# Droid 2 sbf problem



## 1loudsvt (Jun 10, 2011)

I sbfed using the 2.3.3 sbf file. It completed fine but when it rebooted it got stuck at the animation. I booted into stock recovery by holding down the x but I can not get the menu to pop up by pressing the search key or any other key. I have tried redoing the sbf. Any ideas?

Sent from my DROIDX using RootzWiki


----------



## jellybellys (Apr 3, 2012)

Have you tried a different SBF?

You may also want to try wiping the data partition. Go into stock recovery and press volume up and down at the same time to get to the menu. then use the up and down arrows on the keyboard, and ok to select.


----------



## fiveball02 (Jun 27, 2011)

Instead of search key use volume up and down together.

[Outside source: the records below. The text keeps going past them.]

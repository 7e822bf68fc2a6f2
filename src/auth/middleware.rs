// Axum authentication middleware

use axum::{
    extract::{Request, State},
    http::{header, HeaderMap},
    middleware::Next,
    response::Response,
};
use std::sync::Arc;
use tracing::error;

use crate::api::responses::{ApiError, AuthFailure};
use crate::api::{TokenStore, UserStore};
use crate::auth::audit::{AuditLogger, AuthEvent};
use crate::auth::token::AuthToken;
use crate::core::errors::AppError;
use crate::core::models::AuthedUser;

/// Authentication state containing all dependencies
#[derive(Clone)]
pub struct AuthState {
    pub user_store: Arc<dyn UserStore + Send + Sync>,
    pub token_store: Arc<dyn TokenStore + Send + Sync>,
    pub audit: Arc<AuditLogger>,
    /// Redirect target for unauthenticated browser requests
    pub login_path: String,
}

/// Authentication middleware function
///
/// Extracts the bearer token from the `Authorization` header, resolves it to
/// a user, and inserts [`AuthedUser`] into request extensions for handlers.
///
/// Rejections follow the client's content negotiation: requests that accept
/// HTML are redirected to the login page, everything else gets a JSON 401.
pub async fn require_auth(
    State(auth_state): State<Arc<AuthState>>,
    mut request: Request,
    next: Next,
) -> Result<Response, AuthFailure> {
    let wants_html = prefers_html(request.headers());
    let ip = client_ip(request.headers());
    let ua = user_agent(request.headers());

    // 1. Extract bearer token from header
    let token_str = match extract_bearer_token(request.headers()) {
        Some(token) => token,
        None => {
            auth_state.audit.log_event(
                AuthEvent::AuthFailure {
                    reason: "Missing bearer token".to_string(),
                },
                None,
                ip.as_deref(),
                ua.as_deref(),
            );
            return Err(reject(&auth_state, wants_html));
        }
    };

    // 2. Hash token
    let token = AuthToken::new(&token_str);
    let token_hash = token.hash();

    // 3. Resolve token to a user id
    let user_id = match auth_state.token_store.resolve(&token_hash).await {
        Ok(Some(user_id)) => user_id,
        Ok(None) => {
            auth_state.audit.log_event(
                AuthEvent::AuthFailure {
                    reason: "Invalid token".to_string(),
                },
                Some(&token_hash),
                ip.as_deref(),
                ua.as_deref(),
            );
            return Err(reject(&auth_state, wants_html));
        }
        Err(e) => {
            error!(error = %e, "Token lookup failed");
            return Err(AuthFailure::Api(ApiError::from_app_error(e)));
        }
    };

    // 4. Load the user
    let user = match auth_state.user_store.find_by_id(user_id).await {
        Ok(Some(user)) => user,
        Ok(None) => {
            auth_state.audit.log_event(
                AuthEvent::AuthFailure {
                    reason: "Token references unknown user".to_string(),
                },
                Some(&token_hash),
                ip.as_deref(),
                ua.as_deref(),
            );
            return Err(reject(&auth_state, wants_html));
        }
        Err(e) => {
            error!(error = %e, "User lookup failed");
            return Err(AuthFailure::Api(ApiError::from_app_error(e)));
        }
    };

    // 5. Log success
    auth_state.audit.log_event(
        AuthEvent::AuthSuccess,
        Some(&token_hash),
        ip.as_deref(),
        ua.as_deref(),
    );

    // 6. Set extension for handlers
    request.extensions_mut().insert(AuthedUser { user, token_hash });

    // 7. Continue to next middleware/handler
    Ok(next.run(request).await)
}

/// Build the rejection for an unauthenticated request
fn reject(auth_state: &AuthState, wants_html: bool) -> AuthFailure {
    if wants_html {
        AuthFailure::Redirect {
            location: auth_state.login_path.clone(),
        }
    } else {
        AuthFailure::Api(ApiError::from_app_error(AppError::Unauthenticated))
    }
}

/// Extract a bearer token from the Authorization header
pub(crate) fn extract_bearer_token(headers: &HeaderMap) -> Option<String> {
    headers
        .get(header::AUTHORIZATION)
        .and_then(|v| v.to_str().ok())
        .and_then(|v| v.strip_prefix("Bearer "))
        .map(|s| s.trim().to_string())
        .filter(|s| !s.is_empty())
}

/// True when the client negotiates for HTML rather than JSON
pub(crate) fn prefers_html(headers: &HeaderMap) -> bool {
    headers
        .get(header::ACCEPT)
        .and_then(|v| v.to_str().ok())
        .map(|accept| accept.contains("text/html") && !accept.contains("application/json"))
        .unwrap_or(false)
}

/// Extract client IP from request headers
///
/// Checks `X-Forwarded-For` first (set by the reverse proxy), then
/// `X-Real-IP`. The first entry of a forwarded list is the client.
pub(crate) fn client_ip(headers: &HeaderMap) -> Option<String> {
    headers
        .get("X-Forwarded-For")
        .or_else(|| headers.get("X-Real-IP"))
        .and_then(|v| v.to_str().ok())
        .map(|s| s.split(',').next().unwrap_or(s).trim().to_string())
}

/// Extract user agent from request headers
pub(crate) fn user_agent(headers: &HeaderMap) -> Option<String> {
    headers
        .get(header::USER_AGENT)
        .and_then(|v| v.to_str().ok())
        .map(|s| s.to_string())
}

#[cfg(test)]
mod tests {
    use super::*;

    #[test]
    fn test_extract_bearer_token() {
        let mut headers = HeaderMap::new();
        headers.insert(header::AUTHORIZATION, "Bearer vst_token_123".parse().unwrap());

        let token = extract_bearer_token(&headers);
        assert_eq!(token, Some("vst_token_123".to_string()));
    }

    #[test]
    fn test_extract_bearer_token_missing() {
        let headers = HeaderMap::new();
        assert_eq!(extract_bearer_token(&headers), None);
    }

    #[test]
    fn test_extract_bearer_token_wrong_scheme() {
        let mut headers = HeaderMap::new();
        headers.insert(header::AUTHORIZATION, "Basic dXNlcjpwYXNz".parse().unwrap());

        assert_eq!(extract_bearer_token(&headers), None);
    }

    #[test]
    fn test_extract_bearer_token_empty_value() {
        let mut headers = HeaderMap::new();
        headers.insert(header::AUTHORIZATION, "Bearer ".parse().unwrap());

        assert_eq!(extract_bearer_token(&headers), None);
    }

    #[test]
    fn test_prefers_html() {
        let mut headers = HeaderMap::new();
        headers.insert(
            header::ACCEPT,
            "text/html,application/xhtml+xml".parse().unwrap(),
        );
        assert!(prefers_html(&headers));
    }

    #[test]
    fn test_prefers_json_over_html() {
        let mut headers = HeaderMap::new();
        headers.insert(
            header::ACCEPT,
            "application/json, text/html".parse().unwrap(),
        );
        assert!(!prefers_html(&headers));
    }

    #[test]
    fn test_prefers_html_default_is_json() {
        let headers = HeaderMap::new();
        assert!(!prefers_html(&headers));
    }

    #[test]
    fn test_client_ip_takes_first_forwarded_entry() {
        let mut headers = HeaderMap::new();
        headers.insert("X-Forwarded-For", "203.0.113.9, 10.0.0.1".parse().unwrap());

        assert_eq!(client_ip(&headers), Some("203.0.113.9".to_string()));
    }

    #[test]
    fn test_client_ip_falls_back_to_real_ip() {
        let mut headers = HeaderMap::new();
        headers.insert("X-Real-IP", "203.0.113.9".parse().unwrap());

        assert_eq!(client_ip(&headers), Some("203.0.113.9".to_string()));
    }
}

Sent from my DROID2 GLOBAL using Tapatalk


----------



## jellybellys (Apr 3, 2012)

fiveball02 said:


> Instead of search key use volume up and down together.
> 
> Sent from my DROID2 GLOBAL using Tapatalk


I hear an echo...


----------



## fiveball02 (Jun 27, 2011)

Lol. Noticed that when it refreshed

Sent from my DROID2 GLOBAL using Tapatalk


----------



## 1loudsvt (Jun 10, 2011)

Thanks so much I kept seeing the search button everywhere on the net. When I get to a computer I will hit the thanks button.

Sent from my DROIDX using RootzWiki


----------